*The input*.
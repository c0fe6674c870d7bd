//! Type definitions for the ATF MCP tools

use serde::Deserialize;
use schemars::JsonSchema;

// ============================================================================
// docker
// ============================================================================

#[derive(Debug, Deserialize, JsonSchema)]
pub struct CreateAndRunDockerArgs {
    /// The GitHub repository URL
    pub github_url: String,
    /// Type of project ('python' or 'nodejs')
    pub project_type: String,
}

#[derive(Debug, Deserialize, JsonSchema)]
pub struct KillContainerArgs {
    /// The container ID or name to kill
    pub container_id: String,
}

// ============================================================================
// git_clone
// ============================================================================

#[derive(Debug, Deserialize, JsonSchema)]
pub struct GithubCloneRepoArgs {
    /// The GitHub repository URL (e.g., https://github.com/user/repo.git)
    pub github_url: String,
}

#[derive(Debug, Deserialize, JsonSchema)]
pub struct CleanupCloneArgs {
    /// The local path to the cloned repository
    pub local_path: String,
}

// ============================================================================
// dependencies
// ============================================================================

#[derive(Debug, Deserialize, JsonSchema)]
pub struct InstallPythonArgs {
    /// The local path to the cloned repository
    pub cloned_path: String,
}

#[derive(Debug, Deserialize, JsonSchema)]
pub struct InstallNodeArgs {
    /// The local path to the cloned repository
    pub cloned_path: String,
    /// The package manager to use ('npm' or 'yarn'). Defaults to 'npm'
    #[serde(default = "default_package_manager")]
    pub package_manager: String,
}

fn default_package_manager() -> String { "npm".to_string() }

// ============================================================================
// mysql_query
// ============================================================================

#[derive(Debug, Deserialize, JsonSchema)]
pub struct CreateMysqlEnvironmentArgs {
    /// Name of the database to create (default: contest_db)
    #[serde(default = "default_mysql_database")]
    pub database_name: String,
    /// Host port to expose MySQL on (default: 3306)
    #[serde(default = "default_mysql_port")]
    pub mysql_port: u16,
}

#[derive(Debug, Deserialize, JsonSchema)]
pub struct CreateMysqlDatabaseArgs {
    /// MySQL container ID
    pub container_id: String,
    /// Name of the database to create
    #[serde(default = "default_mysql_database")]
    pub database_name: String,
}

#[derive(Debug, Deserialize, JsonSchema)]
pub struct SetupContestDatabaseArgs {
    /// MySQL container ID
    pub container_id: String,
    /// SQL statements to run in order
    pub setup_queries: Vec<String>,
    /// Database to run them against (default: contest_db)
    #[serde(default = "default_mysql_database")]
    pub database_name: String,
}

#[derive(Debug, Deserialize, JsonSchema)]
pub struct EvaluateMysqlQueryArgs {
    /// MySQL container ID
    pub container_id: String,
    /// SQL query to evaluate
    pub user_query: String,
    /// Expected result rows for comparison
    #[serde(default)]
    pub expected_result: Option<serde_json::Value>,
    /// Query timeout in seconds (default: 30)
    #[serde(default = "default_query_timeout")]
    pub timeout_seconds: u64,
    /// Database to query (default: contest_db)
    #[serde(default = "default_mysql_database")]
    pub database_name: String,
    /// Require rows in the same order as expected (default: false)
    #[serde(default)]
    pub order_sensitive: bool,
}

#[derive(Debug, Deserialize, JsonSchema)]
pub struct CleanupMysqlEnvironmentArgs {
    /// MySQL container ID to clean up
    pub container_id: String,
}

fn default_mysql_database() -> String { "contest_db".to_string() }
fn default_mysql_port() -> u16 { 3306 }
fn default_query_timeout() -> u64 { 30 }

// ============================================================================
// mongodb
// ============================================================================

#[derive(Debug, Deserialize, JsonSchema)]
pub struct CreateMongoEnvironmentArgs {
    /// Host port to expose MongoDB on (default: 27017)
    #[serde(default = "default_mongo_port")]
    pub mongo_port: u16,
}

/// The MongoDB server container and its mongosh sidecar
#[derive(Debug, Deserialize, JsonSchema)]
pub struct MongoTarget {
    /// Name of the MongoDB server container
    pub db_mongo_container_name: String,
    /// Name of the mongosh sidecar container
    pub sh_mongo_container_name: String,
}

#[derive(Debug, Deserialize, JsonSchema)]
pub struct MongoCreateDatabaseArgs {
    #[serde(flatten)]
    pub target: MongoTarget,
    /// Database name (default: mcp_database)
    #[serde(default = "default_mongo_database")]
    pub database_name: String,
}

#[derive(Debug, Deserialize, JsonSchema)]
pub struct MongoDeleteDatabaseArgs {
    #[serde(flatten)]
    pub target: MongoTarget,
    /// Database to drop
    pub database_name: String,
}

#[derive(Debug, Deserialize, JsonSchema)]
pub struct CreateCollectionArgs {
    #[serde(flatten)]
    pub target: MongoTarget,
    pub database_name: String,
    /// Comma-separated collection names (e.g., 'col1' or 'col1,col2,col3')
    pub collection_names: String,
}

#[derive(Debug, Deserialize, JsonSchema)]
pub struct CollectionsArgs {
    #[serde(flatten)]
    pub target: MongoTarget,
    pub database_name: String,
    /// A single collection name
    #[serde(default)]
    pub collection_name: Option<String>,
    /// Several collection names; takes precedence over collection_name
    #[serde(default)]
    pub collection_names: Option<Vec<String>>,
}

#[derive(Debug, Deserialize, JsonSchema)]
pub struct UpdateCollectionArgs {
    #[serde(flatten)]
    pub collections: CollectionsArgs,
    /// Filter in mongosh syntax (default: {})
    #[serde(default = "default_empty_query")]
    pub filter_query: String,
    /// Update in mongosh syntax (default: {})
    #[serde(default = "default_empty_query")]
    pub update_query: String,
}

#[derive(Debug, Deserialize, JsonSchema)]
pub struct CreateDocumentArgs {
    #[serde(flatten)]
    pub target: MongoTarget,
    pub database_name: String,
    pub collection_name: String,
    /// One document in mongosh syntax
    #[serde(default)]
    pub document: Option<String>,
    /// Several documents; takes precedence over document
    #[serde(default)]
    pub documents: Option<Vec<String>>,
}

#[derive(Debug, Deserialize, JsonSchema)]
pub struct FilterDocumentArgs {
    #[serde(flatten)]
    pub target: MongoTarget,
    pub database_name: String,
    pub collection_name: String,
    /// One filter in mongosh syntax (default: {})
    #[serde(default = "default_filter_query")]
    pub filter_query: Option<String>,
    /// Several filters; takes precedence over filter_query
    #[serde(default)]
    pub filter_queries: Option<Vec<String>>,
}

#[derive(Debug, Deserialize, JsonSchema)]
pub struct UpdateDocumentArgs {
    #[serde(flatten)]
    pub target: MongoTarget,
    pub database_name: String,
    pub collection_name: String,
    #[serde(default = "default_filter_query")]
    pub filter_query: Option<String>,
    #[serde(default = "default_filter_query")]
    pub update_query: Option<String>,
    /// Filters paired with update_queries; both lists must be the same length
    #[serde(default)]
    pub filter_queries: Option<Vec<String>>,
    #[serde(default)]
    pub update_queries: Option<Vec<String>>,
}

#[derive(Debug, Deserialize, JsonSchema)]
pub struct CleanupMongoEnvironmentArgs {
    #[serde(flatten)]
    pub target: MongoTarget,
    /// Network created alongside the containers
    pub network_name: String,
}

fn default_mongo_port() -> u16 { 27017 }
fn default_mongo_database() -> String { "mcp_database".to_string() }
fn default_empty_query() -> String { "{}".to_string() }
fn default_filter_query() -> Option<String> { Some("{}".to_string()) }

// ============================================================================
// image_processing
// ============================================================================

#[derive(Debug, Deserialize, JsonSchema)]
pub struct RunImageProcessingArgs {
    /// GitHub repo with image processing code (must contain main.py)
    pub github_url: String,
    /// File name the program expects under /input/
    #[serde(default = "default_image_filename")]
    pub image_filename: String,
    /// Host path of the input image
    #[serde(default = "default_input_image_path")]
    pub input_image_path: String,
}

#[derive(Debug, Deserialize, JsonSchema)]
pub struct OutputImagesArgs {
    /// Repository/run name to collect images from
    pub repo_name: String,
}

fn default_image_filename() -> String { "input.png".to_string() }
fn default_input_image_path() -> String { "./sample_problems/input.png".to_string() }

// ============================================================================
// fastapi
// ============================================================================

#[derive(Debug, Deserialize, JsonSchema)]
pub struct CreateFastapiContainerArgs {
    /// Host port mapped to container port 8000 (default: 8080)
    #[serde(default = "default_fastapi_port")]
    pub port: u16,
}

fn default_fastapi_port() -> u16 { 8080 }

// ============================================================================
// react_contest
// ============================================================================

#[derive(Debug, Deserialize, JsonSchema)]
pub struct RunReactContestArgs {
    /// GitHub repo of the React app
    pub github_url: String,
    /// Port the app listens on (default: 5173)
    #[serde(default = "default_react_port")]
    pub port: u16,
    /// Run the browser headless (default: true)
    #[serde(default = "default_true")]
    pub headless: bool,
    /// Build command run during the image build
    #[serde(default)]
    pub build_command: Option<String>,
    /// Command that starts the app, instead of preview/dev/start detection
    #[serde(default)]
    pub start_command: Option<String>,
    /// Leave the container in place after the run (default: false)
    #[serde(default)]
    pub keep_container_running: bool,
}

fn default_react_port() -> u16 { 5173 }
fn default_true() -> bool { true }

// ============================================================================
// nodejs
// ============================================================================

#[derive(Debug, Deserialize, JsonSchema)]
pub struct ApiRequestArgs {
    /// HTTP method (GET, POST, PUT, DELETE, etc.)
    pub method: String,
    /// Target URL for the request
    pub url: String,
    /// Optional JSON payload string for POST/PUT requests
    #[serde(default)]
    pub payload: Option<String>,
}

// ============================================================================
// database_query
// ============================================================================

#[derive(Debug, Clone, Deserialize, JsonSchema)]
pub struct DbConfig {
    /// 'mysql' or 'mongodb'
    pub db_type: String,
    pub host: String,
    pub port: u16,
    pub username: String,
    pub password: String,
    pub database: String,
}

#[derive(Debug, Deserialize, JsonSchema)]
pub struct ExecuteQueryArgs {
    /// Database connection settings
    pub db_config: DbConfig,
    /// SQL for MySQL; a JSON object {collection, operation, filter, document, update} for MongoDB
    pub query: String,
    /// Positional parameters bound to '?' placeholders (MySQL only)
    #[serde(default)]
    pub params: Option<Vec<serde_json::Value>>,
}

/// Parsed MongoDB query for execute_query
#[derive(Debug, Deserialize)]
pub struct MongoQuery {
    pub collection: String,
    pub operation: String,
    #[serde(default)]
    pub filter: Option<serde_json::Value>,
    #[serde(default)]
    pub document: Option<serde_json::Value>,
    #[serde(default)]
    pub update: Option<serde_json::Value>,
}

*Your task*. Each line of the entries that contains the word "Value" should be listed.

*Answer to the problem*.
    pub expected_result: Option<serde_json::Value>,
    pub params: Option<Vec<serde_json::Value>>,
    pub filter: Option<serde_json::Value>,
    pub document: Option<serde_json::Value>,
    pub update: Option<serde_json::Value>,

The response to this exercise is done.